Exercise details:
Would you pull out every line of the material that contains the string "channel"?

Data:
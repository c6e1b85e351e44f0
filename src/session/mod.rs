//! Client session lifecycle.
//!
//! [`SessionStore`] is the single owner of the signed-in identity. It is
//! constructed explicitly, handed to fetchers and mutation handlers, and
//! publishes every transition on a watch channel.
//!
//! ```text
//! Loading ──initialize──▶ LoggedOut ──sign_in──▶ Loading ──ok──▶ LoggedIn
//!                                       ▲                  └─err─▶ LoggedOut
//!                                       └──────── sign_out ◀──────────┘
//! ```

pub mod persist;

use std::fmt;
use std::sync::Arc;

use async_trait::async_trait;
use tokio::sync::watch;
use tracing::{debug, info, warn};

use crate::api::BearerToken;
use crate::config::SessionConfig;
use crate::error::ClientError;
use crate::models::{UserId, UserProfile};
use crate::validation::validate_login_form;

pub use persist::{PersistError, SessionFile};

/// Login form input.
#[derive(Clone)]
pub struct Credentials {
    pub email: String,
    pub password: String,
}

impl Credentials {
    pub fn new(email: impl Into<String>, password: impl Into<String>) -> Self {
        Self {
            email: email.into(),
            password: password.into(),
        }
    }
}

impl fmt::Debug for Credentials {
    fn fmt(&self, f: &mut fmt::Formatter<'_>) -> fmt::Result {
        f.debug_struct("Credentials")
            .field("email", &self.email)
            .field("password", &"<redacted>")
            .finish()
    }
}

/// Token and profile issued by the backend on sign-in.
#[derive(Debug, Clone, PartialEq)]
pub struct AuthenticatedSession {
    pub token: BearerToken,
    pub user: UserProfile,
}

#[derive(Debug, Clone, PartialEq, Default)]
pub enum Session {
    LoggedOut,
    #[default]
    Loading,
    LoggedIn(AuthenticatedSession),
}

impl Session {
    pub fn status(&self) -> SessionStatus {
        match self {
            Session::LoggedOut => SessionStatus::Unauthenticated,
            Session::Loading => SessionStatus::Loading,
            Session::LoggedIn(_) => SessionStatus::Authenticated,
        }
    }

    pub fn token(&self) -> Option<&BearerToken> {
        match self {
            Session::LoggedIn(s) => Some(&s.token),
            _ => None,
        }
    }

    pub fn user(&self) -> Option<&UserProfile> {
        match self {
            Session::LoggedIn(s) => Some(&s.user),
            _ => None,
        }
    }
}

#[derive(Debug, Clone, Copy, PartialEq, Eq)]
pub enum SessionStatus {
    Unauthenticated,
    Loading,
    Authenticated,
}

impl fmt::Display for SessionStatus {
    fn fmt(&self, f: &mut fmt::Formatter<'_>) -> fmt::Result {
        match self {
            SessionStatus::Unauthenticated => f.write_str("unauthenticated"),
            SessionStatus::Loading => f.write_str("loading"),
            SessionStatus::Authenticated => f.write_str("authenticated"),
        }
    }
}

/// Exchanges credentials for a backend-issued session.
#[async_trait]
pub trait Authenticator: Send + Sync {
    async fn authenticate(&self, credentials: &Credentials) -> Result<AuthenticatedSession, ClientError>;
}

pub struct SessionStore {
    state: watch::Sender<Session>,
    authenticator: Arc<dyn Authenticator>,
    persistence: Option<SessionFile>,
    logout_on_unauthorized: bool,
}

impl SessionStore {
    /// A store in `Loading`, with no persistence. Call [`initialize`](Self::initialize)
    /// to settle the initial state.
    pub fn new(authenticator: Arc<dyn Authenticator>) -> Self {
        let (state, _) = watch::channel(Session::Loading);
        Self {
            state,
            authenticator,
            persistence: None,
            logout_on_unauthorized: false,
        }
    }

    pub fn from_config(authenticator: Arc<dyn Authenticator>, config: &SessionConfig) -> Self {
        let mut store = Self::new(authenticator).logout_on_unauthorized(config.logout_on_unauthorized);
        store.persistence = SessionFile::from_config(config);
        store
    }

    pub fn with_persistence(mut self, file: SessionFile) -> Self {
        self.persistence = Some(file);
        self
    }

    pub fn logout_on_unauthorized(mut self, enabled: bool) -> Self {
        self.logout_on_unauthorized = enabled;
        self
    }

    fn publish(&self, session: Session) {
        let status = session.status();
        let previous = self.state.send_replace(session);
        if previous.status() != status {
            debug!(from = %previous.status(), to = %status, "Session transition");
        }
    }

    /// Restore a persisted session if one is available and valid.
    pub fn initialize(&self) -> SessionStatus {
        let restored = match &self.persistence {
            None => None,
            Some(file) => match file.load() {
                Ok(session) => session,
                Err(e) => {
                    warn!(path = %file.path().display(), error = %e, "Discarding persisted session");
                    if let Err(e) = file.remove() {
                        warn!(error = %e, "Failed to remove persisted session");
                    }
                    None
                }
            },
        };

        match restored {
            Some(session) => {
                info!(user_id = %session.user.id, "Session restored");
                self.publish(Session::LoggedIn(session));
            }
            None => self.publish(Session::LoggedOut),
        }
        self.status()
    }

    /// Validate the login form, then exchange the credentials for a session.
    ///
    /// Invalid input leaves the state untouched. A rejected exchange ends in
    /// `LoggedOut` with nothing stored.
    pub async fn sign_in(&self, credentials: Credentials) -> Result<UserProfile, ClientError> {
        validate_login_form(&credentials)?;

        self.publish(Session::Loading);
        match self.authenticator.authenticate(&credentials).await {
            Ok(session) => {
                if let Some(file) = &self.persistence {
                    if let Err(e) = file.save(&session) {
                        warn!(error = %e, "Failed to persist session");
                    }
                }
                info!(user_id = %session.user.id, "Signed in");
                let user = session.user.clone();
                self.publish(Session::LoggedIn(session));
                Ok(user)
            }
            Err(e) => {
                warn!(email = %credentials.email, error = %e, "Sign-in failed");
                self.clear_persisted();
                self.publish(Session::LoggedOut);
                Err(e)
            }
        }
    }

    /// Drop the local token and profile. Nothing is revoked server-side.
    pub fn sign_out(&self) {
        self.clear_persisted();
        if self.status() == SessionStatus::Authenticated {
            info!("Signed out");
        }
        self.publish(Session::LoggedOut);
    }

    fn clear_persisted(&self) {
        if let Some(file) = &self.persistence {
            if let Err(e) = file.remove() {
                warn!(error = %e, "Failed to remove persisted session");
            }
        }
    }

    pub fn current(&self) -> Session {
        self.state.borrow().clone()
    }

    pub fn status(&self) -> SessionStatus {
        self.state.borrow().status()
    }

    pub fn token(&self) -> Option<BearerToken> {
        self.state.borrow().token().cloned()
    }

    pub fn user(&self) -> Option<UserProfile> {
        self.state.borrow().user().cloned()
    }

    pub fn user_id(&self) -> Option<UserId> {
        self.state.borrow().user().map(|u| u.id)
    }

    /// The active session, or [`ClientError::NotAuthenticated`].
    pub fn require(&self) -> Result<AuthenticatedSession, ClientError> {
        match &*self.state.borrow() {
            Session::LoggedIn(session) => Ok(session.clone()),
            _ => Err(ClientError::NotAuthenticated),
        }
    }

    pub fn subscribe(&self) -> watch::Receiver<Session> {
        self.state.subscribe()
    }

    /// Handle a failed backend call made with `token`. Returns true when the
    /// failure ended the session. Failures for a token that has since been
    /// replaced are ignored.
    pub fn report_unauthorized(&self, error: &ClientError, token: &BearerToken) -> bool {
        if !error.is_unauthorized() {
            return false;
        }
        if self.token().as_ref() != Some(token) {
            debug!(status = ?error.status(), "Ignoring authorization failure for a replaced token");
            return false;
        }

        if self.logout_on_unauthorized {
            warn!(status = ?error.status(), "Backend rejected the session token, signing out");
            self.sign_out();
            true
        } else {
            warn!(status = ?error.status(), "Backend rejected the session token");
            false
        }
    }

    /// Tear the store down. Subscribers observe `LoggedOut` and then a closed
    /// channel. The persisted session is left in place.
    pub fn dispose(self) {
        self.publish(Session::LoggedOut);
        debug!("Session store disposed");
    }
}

Your response:
//! publishes every transition on a watch channel.
        let (state, _) = watch::channel(Session::Loading);
    /// channel. The persisted session is left in place.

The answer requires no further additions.